[PROBLEM TO WORK ON] Begin at the line containing "filename src/cli/mod.rs" in the entries below and end at the line containing "use buildergen_core::DEFAULT_NAMESPACE;"; transcribe that range exactly and nothing outside it.
==== MATERIALS PROVIDED
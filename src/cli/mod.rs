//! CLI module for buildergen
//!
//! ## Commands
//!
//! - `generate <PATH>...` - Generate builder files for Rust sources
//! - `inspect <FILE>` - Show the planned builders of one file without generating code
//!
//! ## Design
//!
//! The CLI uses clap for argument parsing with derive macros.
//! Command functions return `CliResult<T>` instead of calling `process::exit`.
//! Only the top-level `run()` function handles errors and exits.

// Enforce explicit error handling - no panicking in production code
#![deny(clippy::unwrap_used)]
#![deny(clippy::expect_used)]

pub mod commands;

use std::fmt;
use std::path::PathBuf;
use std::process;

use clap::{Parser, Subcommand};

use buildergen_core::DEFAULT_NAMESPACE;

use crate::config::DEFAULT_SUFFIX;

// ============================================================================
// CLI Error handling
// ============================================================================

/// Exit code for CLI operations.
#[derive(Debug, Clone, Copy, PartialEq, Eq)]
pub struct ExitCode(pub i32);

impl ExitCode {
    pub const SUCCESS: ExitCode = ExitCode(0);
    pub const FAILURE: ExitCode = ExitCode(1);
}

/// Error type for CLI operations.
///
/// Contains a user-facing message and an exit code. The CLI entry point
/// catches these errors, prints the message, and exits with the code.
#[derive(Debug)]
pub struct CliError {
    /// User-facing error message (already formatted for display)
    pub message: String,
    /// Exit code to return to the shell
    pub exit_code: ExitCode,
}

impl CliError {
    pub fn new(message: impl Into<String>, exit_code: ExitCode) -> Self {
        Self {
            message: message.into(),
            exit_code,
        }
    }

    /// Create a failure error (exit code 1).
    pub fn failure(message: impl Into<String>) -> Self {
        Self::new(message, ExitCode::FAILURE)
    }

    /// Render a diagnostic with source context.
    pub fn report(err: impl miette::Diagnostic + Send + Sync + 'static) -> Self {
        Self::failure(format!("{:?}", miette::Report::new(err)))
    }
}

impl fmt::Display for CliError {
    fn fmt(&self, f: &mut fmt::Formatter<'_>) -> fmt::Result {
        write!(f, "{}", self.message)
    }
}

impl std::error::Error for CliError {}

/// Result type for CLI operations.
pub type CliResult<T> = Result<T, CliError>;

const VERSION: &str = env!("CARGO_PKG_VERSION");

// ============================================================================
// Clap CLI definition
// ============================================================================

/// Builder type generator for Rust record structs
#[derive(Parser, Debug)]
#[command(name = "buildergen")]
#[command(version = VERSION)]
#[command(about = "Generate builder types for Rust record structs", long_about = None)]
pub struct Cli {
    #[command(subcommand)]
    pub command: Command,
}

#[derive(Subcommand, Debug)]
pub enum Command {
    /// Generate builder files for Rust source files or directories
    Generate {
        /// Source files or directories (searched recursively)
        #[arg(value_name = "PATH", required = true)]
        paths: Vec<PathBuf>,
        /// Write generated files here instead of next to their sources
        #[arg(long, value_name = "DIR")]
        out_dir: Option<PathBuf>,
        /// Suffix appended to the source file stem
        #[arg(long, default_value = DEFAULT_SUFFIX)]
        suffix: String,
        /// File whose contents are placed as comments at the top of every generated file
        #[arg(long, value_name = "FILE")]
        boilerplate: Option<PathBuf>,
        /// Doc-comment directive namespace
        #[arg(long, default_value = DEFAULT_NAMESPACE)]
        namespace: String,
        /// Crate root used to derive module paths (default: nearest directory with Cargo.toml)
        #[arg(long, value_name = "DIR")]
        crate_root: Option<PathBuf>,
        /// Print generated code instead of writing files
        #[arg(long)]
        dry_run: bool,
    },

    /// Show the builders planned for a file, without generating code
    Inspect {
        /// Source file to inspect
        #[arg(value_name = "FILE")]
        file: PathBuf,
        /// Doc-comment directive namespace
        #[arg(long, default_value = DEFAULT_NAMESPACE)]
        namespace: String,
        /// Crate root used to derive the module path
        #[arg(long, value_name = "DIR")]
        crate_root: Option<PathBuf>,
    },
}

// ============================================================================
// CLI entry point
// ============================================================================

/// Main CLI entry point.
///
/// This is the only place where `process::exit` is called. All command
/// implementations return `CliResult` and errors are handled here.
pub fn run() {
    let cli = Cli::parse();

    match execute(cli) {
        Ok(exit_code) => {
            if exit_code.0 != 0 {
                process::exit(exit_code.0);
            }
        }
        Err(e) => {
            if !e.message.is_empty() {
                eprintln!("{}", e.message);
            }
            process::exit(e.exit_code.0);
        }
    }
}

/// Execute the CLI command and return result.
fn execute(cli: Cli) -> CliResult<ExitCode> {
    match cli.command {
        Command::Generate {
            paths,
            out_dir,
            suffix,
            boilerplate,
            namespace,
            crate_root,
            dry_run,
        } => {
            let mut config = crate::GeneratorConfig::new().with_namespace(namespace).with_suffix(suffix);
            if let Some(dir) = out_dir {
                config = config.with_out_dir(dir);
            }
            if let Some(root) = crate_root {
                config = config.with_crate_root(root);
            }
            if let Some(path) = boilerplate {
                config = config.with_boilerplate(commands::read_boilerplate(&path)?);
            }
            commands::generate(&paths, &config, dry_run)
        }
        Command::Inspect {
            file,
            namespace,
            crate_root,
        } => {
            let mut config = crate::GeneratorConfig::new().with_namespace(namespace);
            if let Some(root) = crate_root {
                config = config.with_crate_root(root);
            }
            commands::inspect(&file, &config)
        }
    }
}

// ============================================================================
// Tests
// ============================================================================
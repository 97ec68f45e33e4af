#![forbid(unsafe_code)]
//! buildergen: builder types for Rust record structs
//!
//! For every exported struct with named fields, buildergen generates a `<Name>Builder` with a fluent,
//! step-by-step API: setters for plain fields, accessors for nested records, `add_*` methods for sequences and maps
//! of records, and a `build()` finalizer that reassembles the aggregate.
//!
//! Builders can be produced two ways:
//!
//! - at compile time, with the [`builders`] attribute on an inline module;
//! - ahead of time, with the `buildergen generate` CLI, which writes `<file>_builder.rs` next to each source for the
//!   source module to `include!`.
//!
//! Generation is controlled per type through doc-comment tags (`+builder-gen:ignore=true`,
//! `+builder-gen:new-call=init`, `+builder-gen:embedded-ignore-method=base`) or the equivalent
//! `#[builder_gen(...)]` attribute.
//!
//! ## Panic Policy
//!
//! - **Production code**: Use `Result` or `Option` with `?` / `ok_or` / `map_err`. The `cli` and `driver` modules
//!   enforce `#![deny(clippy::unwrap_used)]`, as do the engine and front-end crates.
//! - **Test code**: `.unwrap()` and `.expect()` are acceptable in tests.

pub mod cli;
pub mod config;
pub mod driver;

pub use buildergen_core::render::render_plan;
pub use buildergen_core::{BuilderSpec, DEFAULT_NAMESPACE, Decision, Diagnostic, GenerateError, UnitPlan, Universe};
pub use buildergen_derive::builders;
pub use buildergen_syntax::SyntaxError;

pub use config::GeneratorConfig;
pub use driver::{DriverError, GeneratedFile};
========
==== MATERIALS PROVIDED
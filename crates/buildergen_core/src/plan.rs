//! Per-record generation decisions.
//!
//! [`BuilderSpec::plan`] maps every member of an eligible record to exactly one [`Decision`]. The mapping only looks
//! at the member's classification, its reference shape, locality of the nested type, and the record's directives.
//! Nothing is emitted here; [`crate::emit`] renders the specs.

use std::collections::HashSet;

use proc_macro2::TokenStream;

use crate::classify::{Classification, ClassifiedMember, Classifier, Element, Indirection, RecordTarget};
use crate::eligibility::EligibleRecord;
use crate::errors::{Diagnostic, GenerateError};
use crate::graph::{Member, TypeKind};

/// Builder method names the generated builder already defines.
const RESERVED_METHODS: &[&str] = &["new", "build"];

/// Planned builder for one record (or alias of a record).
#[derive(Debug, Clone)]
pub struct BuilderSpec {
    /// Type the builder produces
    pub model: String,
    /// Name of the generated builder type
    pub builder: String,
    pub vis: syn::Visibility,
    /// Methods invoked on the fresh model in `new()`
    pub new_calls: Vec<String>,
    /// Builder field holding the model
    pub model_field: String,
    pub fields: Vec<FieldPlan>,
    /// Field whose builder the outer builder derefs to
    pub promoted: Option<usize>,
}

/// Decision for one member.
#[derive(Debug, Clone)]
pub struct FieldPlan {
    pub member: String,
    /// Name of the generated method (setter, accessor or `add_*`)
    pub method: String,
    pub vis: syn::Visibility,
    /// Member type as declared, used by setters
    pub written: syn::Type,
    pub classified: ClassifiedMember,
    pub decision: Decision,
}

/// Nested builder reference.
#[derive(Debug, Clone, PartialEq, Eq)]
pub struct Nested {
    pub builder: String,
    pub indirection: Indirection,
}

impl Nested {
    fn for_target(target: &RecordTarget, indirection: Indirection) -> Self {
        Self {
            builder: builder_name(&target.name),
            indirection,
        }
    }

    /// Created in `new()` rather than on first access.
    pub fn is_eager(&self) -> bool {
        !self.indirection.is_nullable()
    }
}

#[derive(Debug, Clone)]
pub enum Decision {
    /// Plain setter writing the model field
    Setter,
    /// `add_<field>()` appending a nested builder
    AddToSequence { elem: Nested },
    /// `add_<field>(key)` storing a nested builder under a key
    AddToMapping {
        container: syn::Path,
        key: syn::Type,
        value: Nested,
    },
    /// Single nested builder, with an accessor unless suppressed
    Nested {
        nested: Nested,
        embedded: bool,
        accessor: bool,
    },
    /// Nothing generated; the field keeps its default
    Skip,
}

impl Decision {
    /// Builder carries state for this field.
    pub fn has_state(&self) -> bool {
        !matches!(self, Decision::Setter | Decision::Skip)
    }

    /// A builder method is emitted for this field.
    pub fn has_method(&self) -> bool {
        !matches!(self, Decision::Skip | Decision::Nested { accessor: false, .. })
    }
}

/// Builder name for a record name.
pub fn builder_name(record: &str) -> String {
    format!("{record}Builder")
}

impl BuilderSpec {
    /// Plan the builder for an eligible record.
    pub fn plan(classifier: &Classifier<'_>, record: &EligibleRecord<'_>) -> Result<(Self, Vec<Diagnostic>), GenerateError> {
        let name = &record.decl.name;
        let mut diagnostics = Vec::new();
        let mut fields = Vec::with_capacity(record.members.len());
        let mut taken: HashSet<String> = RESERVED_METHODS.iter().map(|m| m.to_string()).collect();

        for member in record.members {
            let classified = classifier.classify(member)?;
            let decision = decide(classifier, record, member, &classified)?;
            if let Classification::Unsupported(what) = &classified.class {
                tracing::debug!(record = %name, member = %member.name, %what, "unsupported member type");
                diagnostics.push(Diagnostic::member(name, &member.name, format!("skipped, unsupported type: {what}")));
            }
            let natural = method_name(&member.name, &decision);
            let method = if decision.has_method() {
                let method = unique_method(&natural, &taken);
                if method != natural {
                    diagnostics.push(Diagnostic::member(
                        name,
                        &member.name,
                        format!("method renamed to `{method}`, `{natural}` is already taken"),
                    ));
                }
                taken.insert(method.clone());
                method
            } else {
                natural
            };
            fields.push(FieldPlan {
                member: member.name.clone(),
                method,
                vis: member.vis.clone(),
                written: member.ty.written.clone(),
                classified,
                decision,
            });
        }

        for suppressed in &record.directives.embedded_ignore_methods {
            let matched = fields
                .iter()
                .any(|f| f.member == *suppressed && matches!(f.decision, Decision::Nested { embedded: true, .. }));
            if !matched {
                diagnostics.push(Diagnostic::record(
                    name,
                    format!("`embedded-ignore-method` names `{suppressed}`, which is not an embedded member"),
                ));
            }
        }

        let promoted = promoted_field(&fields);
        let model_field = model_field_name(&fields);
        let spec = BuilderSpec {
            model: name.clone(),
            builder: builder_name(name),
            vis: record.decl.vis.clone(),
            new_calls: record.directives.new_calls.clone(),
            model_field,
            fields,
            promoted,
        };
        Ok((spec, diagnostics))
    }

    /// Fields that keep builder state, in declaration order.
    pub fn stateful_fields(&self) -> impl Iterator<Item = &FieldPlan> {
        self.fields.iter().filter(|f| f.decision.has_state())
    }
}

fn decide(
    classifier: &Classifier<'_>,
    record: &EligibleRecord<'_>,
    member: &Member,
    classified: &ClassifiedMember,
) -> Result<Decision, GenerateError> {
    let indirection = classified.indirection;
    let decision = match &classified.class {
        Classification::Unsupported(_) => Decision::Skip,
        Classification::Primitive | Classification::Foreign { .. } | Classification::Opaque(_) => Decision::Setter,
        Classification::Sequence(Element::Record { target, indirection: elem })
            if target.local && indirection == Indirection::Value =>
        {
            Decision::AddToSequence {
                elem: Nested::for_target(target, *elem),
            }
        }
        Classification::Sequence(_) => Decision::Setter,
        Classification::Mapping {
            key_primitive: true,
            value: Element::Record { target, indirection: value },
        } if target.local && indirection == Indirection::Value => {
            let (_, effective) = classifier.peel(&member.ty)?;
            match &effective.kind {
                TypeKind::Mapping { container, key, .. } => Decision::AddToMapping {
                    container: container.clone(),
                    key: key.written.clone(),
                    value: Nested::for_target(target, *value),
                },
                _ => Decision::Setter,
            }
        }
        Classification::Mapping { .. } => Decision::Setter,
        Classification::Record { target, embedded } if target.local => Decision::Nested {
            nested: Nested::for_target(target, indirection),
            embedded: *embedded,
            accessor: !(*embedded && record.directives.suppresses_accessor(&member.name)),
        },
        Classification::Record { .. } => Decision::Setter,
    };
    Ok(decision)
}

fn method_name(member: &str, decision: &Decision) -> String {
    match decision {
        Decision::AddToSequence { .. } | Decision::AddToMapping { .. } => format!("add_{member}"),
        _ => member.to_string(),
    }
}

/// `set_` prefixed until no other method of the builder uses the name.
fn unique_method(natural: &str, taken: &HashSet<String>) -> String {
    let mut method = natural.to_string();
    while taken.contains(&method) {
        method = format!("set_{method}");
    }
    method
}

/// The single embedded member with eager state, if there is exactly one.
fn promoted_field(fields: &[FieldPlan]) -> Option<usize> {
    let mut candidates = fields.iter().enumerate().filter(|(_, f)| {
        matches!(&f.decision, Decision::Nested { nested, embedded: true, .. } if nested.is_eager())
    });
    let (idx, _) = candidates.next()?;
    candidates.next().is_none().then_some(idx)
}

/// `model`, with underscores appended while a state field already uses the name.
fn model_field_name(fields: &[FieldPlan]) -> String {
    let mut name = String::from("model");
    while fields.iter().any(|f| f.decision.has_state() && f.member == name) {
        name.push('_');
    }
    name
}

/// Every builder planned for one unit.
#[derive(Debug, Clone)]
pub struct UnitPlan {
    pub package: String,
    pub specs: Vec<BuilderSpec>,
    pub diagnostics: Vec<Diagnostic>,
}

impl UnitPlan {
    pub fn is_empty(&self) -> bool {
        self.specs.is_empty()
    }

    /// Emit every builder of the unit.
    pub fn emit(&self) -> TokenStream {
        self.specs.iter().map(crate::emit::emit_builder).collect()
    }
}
========
[RESPONSE FOR THIS EXERCISE]
filename src/cli/mod.rs
//! CLI module for buildergen
//!
//! ## Commands
//!
//! - `generate <PATH>...` - Generate builder files for Rust sources
//! - `inspect <FILE>` - Show the planned builders of one file without generating code
//!
//! ## Design
//!
//! The CLI uses clap for argument parsing with derive macros.
//! Command functions return `CliResult<T>` instead of calling `process::exit`.
//! Only the top-level `run()` function handles errors and exits.

// Enforce explicit error handling - no panicking in production code
#![deny(clippy::unwrap_used)]
#![deny(clippy::expect_used)]

pub mod commands;

use std::fmt;
use std::path::PathBuf;
use std::process;

use clap::{Parser, Subcommand};

use buildergen_core::DEFAULT_NAMESPACE;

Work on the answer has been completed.